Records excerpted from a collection
· · · ·
//! 徽章实例仓储

use async_trait::async_trait;
use chrono::{DateTime, Utc};
use sqlx::types::Json;
use sqlx::{PgPool, Postgres, Transaction};
use tracing::instrument;

use crate::error::{CoreError, Result};
use crate::models::{Acceptance, AssertionFilter, BadgeInstance, NewBadgeInstance};
use crate::repository::{AssertionRepositoryTrait, PageRequest};

const INSTANCE_SELECT: &str = r#"
    SELECT bi.id, bi.entity_id, bi.badgeclass_id, bc.entity_id AS badgeclass_entity_id,
           bi.issuer_id, i.entity_id AS issuer_entity_id, bi.recipient_identifier,
           bi.recipient_type, bi.hashed, bi.salt, bi.issued_on, bi.expires_at, bi.narrative,
           bi.evidence, bi.extensions, bi.revoked, bi.revocation_reason, bi.acceptance,
           bi.image, bi.source_url, bi.original_json, bi.create_notification, bi.created_by,
           u.entity_id AS created_by_entity_id, bi.created_at, bi.updated_at
    FROM badge_instances bi
    JOIN badge_classes bc ON bc.id = bi.badgeclass_id
    JOIN issuers i ON i.id = bi.issuer_id
    LEFT JOIN users u ON u.id = bi.created_by
"#;

pub struct AssertionRepository {
    pool: PgPool,
}

impl AssertionRepository {
    pub fn new(pool: PgPool) -> Self {
        Self { pool }
    }

    async fn fetch_one_where(&self, clause: &str, value: &str) -> Result<Option<BadgeInstance>> {
        let instance =
            sqlx::query_as::<_, BadgeInstance>(&format!("{} WHERE {}", INSTANCE_SELECT, clause))
                .bind(value)
                .fetch_optional(&self.pool)
                .await?;
        Ok(instance)
    }

    async fn insert(tx: &mut Transaction<'_, Postgres>, instance: &NewBadgeInstance) -> Result<i64> {
        let id: i64 = sqlx::query_scalar(
            r#"
            INSERT INTO badge_instances (entity_id, badgeclass_id, issuer_id, recipient_identifier,
                                         recipient_type, hashed, salt, issued_on, expires_at,
                                         narrative, evidence, extensions, acceptance, image,
                                         source_url, original_json, create_notification, created_by)
            VALUES ($1, $2, $3, $4, $5, $6, $7, $8, $9, $10, $11, $12, $13, $14, $15, $16, $17, $18)
            RETURNING id
            "#,
        )
        .bind(&instance.entity_id)
        .bind(instance.badgeclass_id)
        .bind(instance.issuer_id)
        .bind(&instance.recipient_identifier)
        .bind(instance.recipient_type)
        .bind(instance.hashed)
        .bind(&instance.salt)
        .bind(instance.issued_on)
        .bind(instance.expires_at)
        .bind(&instance.narrative)
        .bind(Json(&instance.evidence))
        .bind(&instance.extensions)
        .bind(instance.acceptance)
        .bind(&instance.image)
        .bind(&instance.source_url)
        .bind(&instance.original_json)
        .bind(instance.create_notification)
        .bind(instance.created_by)
        .fetch_one(&mut **tx)
        .await?;

        Ok(id)
    }

    async fn fetch_by_ids(&self, ids: &[i64]) -> Result<Vec<BadgeInstance>> {
        let instances = sqlx::query_as::<_, BadgeInstance>(&format!(
            "{} WHERE bi.id = ANY($1) ORDER BY bi.id ASC",
            INSTANCE_SELECT
        ))
        .bind(ids)
        .fetch_all(&self.pool)
        .await?;
        Ok(instances)
    }
}

#[async_trait]
impl AssertionRepositoryTrait for AssertionRepository {
    async fn get(&self, id: i64) -> Result<Option<BadgeInstance>> {
        let instance =
            sqlx::query_as::<_, BadgeInstance>(&format!("{} WHERE bi.id = $1", INSTANCE_SELECT))
                .bind(id)
                .fetch_optional(&self.pool)
                .await?;
        Ok(instance)
    }

    async fn get_by_entity_id(&self, entity_id: &str) -> Result<Option<BadgeInstance>> {
        self.fetch_one_where("bi.entity_id = $1", entity_id).await
    }

    async fn find_by_source_url(&self, source_url: &str) -> Result<Option<BadgeInstance>> {
        self.fetch_one_where("bi.source_url = $1", source_url).await
    }

    #[instrument(skip(self))]
    async fn list(
        &self,
        filter: &AssertionFilter,
        now: DateTime<Utc>,
        page: PageRequest,
    ) -> Result<Vec<BadgeInstance>> {
        let instances = sqlx::query_as::<_, BadgeInstance>(&format!(
            r#"
            {}
            WHERE ($1::bigint IS NULL OR bi.badgeclass_id = $1)
              AND ($2::bigint IS NULL OR bi.issuer_id = $2)
              AND (cardinality($3::text[]) = 0 OR bi.recipient_identifier = ANY($3))
              AND ($4 OR bi.expires_at IS NULL OR bi.expires_at >= $5)
              AND ($6 OR bi.revoked = FALSE)
            ORDER BY bi.created_at DESC, bi.id DESC
            LIMIT $7 OFFSET $8
            "#,
            INSTANCE_SELECT
        ))
        .bind(filter.badgeclass_id)
        .bind(filter.issuer_id)
        .bind(&filter.recipients)
        .bind(filter.include_expired)
        .bind(now)
        .bind(filter.include_revoked)
        .bind(page.limit)
        .bind(page.offset)
        .fetch_all(&self.pool)
        .await?;

        Ok(instances)
    }

    async fn list_for_recipients(&self, identifiers: &[String]) -> Result<Vec<BadgeInstance>> {
        if identifiers.is_empty() {
            return Ok(vec![]);
        }
        let lowered: Vec<String> = identifiers.iter().map(|i| i.to_lowercase()).collect();

        let instances = sqlx::query_as::<_, BadgeInstance>(&format!(
            r#"
            {}
            WHERE lower(bi.recipient_identifier) = ANY($1)
              AND bi.revoked = FALSE
              AND bi.acceptance <> $2
            ORDER BY bi.issued_on DESC, bi.id DESC
            "#,
            INSTANCE_SELECT
        ))
        .bind(&lowered)
        .bind(Acceptance::Rejected)
        .fetch_all(&self.pool)
        .await?;

        Ok(instances)
    }

    #[instrument(skip(self))]
    async fn list_changed_since(
        &self,
        user_id: i64,
        since: Option<DateTime<Utc>>,
        page: PageRequest,
    ) -> Result<Vec<BadgeInstance>> {
        // 可见性：接收者（通过已验证标识）持有由请求者应用签发的背包令牌，或请求者是发行方成员
        let instances = sqlx::query_as::<_, BadgeInstance>(&format!(
            r#"
            {}
            WHERE (
                EXISTS (
                    SELECT 1
                    FROM user_identifiers ui
                    JOIN access_tokens t ON t.user_id = ui.user_id
                    JOIN oauth_applications app ON app.id = t.application_id
                    WHERE ui.verified = TRUE
                      AND lower(ui.identifier) = lower(bi.recipient_identifier)
                      AND app.user_id = $1
                      AND regexp_split_to_array(t.scope, '\s+') && ARRAY['r:backpack', 'rw:backpack']
                )
                OR EXISTS (
                    SELECT 1 FROM issuer_staff s
                    WHERE s.issuer_id = bi.issuer_id AND s.user_id = $1
                )
            )
              AND ($2::timestamptz IS NULL OR bi.updated_at > $2)
            ORDER BY bi.updated_at ASC, bi.id ASC
            LIMIT $3 OFFSET $4
            "#,
            INSTANCE_SELECT
        ))
        .bind(user_id)
        .bind(since)
        .bind(page.limit)
        .bind(page.offset)
        .fetch_all(&self.pool)
        .await?;

        Ok(instances)
    }

    async fn has_current_award(
        &self,
        badgeclass_id: i64,
        recipient_identifier: &str,
        now: DateTime<Utc>,
    ) -> Result<bool> {
        let exists: bool = sqlx::query_scalar(
            r#"
            SELECT EXISTS (
                SELECT 1 FROM badge_instances
                WHERE badgeclass_id = $1
                  AND recipient_identifier = $2
                  AND revoked = FALSE
                  AND (expires_at IS NULL OR expires_at >= $3)
            )
            "#,
        )
        .bind(badgeclass_id)
        .bind(recipient_identifier)
        .bind(now)
        .fetch_one(&self.pool)
        .await?;

        Ok(exists)
    }

    #[instrument(skip(self, instance), fields(entity_id = %instance.entity_id))]
    async fn create(&self, instance: NewBadgeInstance) -> Result<BadgeInstance> {
        let mut tx = self.pool.begin().await?;
        let id = Self::insert(&mut tx, &instance).await?;
        tx.commit().await?;

        self.get(id)
            .await?
            .ok_or_else(|| CoreError::not_found("BadgeInstance", instance.entity_id))
    }

    #[instrument(skip(self, instances), fields(count = instances.len()))]
    async fn create_many(&self, instances: Vec<NewBadgeInstance>) -> Result<Vec<BadgeInstance>> {
        let mut tx = self.pool.begin().await?;
        let mut ids = Vec::with_capacity(instances.len());
        for instance in &instances {
            ids.push(Self::insert(&mut tx, instance).await?);
        }
        tx.commit().await?;

        self.fetch_by_ids(&ids).await
    }

    async fn update(&self, instance: &BadgeInstance) -> Result<BadgeInstance> {
        sqlx::query(
            r#"
            UPDATE badge_instances
            SET recipient_identifier = $2, recipient_type = $3, hashed = $4, salt = $5,
                issued_on = $6, expires_at = $7, narrative = $8, evidence = $9, extensions = $10,
                acceptance = $11,
                image = CASE WHEN revoked THEN image ELSE $12 END,
                updated_at = NOW()
            WHERE id = $1
            "#,
        )
        .bind(instance.id)
        .bind(&instance.recipient_identifier)
        .bind(instance.recipient_type)
        .bind(instance.hashed)
        .bind(&instance.salt)
        .bind(instance.issued_on)
        .bind(instance.expires_at)
        .bind(&instance.narrative)
        .bind(&instance.evidence)
        .bind(&instance.extensions)
        .bind(instance.acceptance)
        .bind(&instance.image)
        .execute(&self.pool)
        .await?;

        self.get(instance.id)
            .await?
            .ok_or_else(|| CoreError::not_found("BadgeInstance", instance.entity_id.clone()))
    }

    #[instrument(skip(self))]
    async fn revoke(&self, id: i64, reason: &str) -> Result<BadgeInstance> {
        let result = sqlx::query(
            r#"
            UPDATE badge_instances
            SET revoked = TRUE, revocation_reason = $2, image = NULL, updated_at = NOW()
            WHERE id = $1 AND revoked = FALSE
            "#,
        )
        .bind(id)
        .bind(reason)
        .execute(&self.pool)
        .await?;

        let instance = self
            .get(id)
            .await?
            .ok_or_else(|| CoreError::not_found("BadgeInstance", id.to_string()))?;
        if result.rows_affected() == 0 {
            return Err(CoreError::AlreadyRevoked);
        }
        Ok(instance)
    }

    async fn count_for_badgeclass(&self, badgeclass_id: i64) -> Result<i64> {
        let count: i64 =
            sqlx::query_scalar("SELECT COUNT(*) FROM badge_instances WHERE badgeclass_id = $1")
                .bind(badgeclass_id)
                .fetch_one(&self.pool)
                .await?;
        Ok(count)
    }

    async fn count_for_issuer(&self, issuer_id: i64) -> Result<i64> {
        let count: i64 =
            sqlx::query_scalar("SELECT COUNT(*) FROM badge_instances WHERE issuer_id = $1")
                .bind(issuer_id)
                .fetch_one(&self.pool)
                .await?;
        Ok(count)
    }
}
· · · ·
## Exercise
For each line above that carries the word "bigint", copy it out.

## Answer section
            WHERE ($1::bigint IS NULL OR bi.badgeclass_id = $1)
              AND ($2::bigint IS NULL OR bi.issuer_id = $2)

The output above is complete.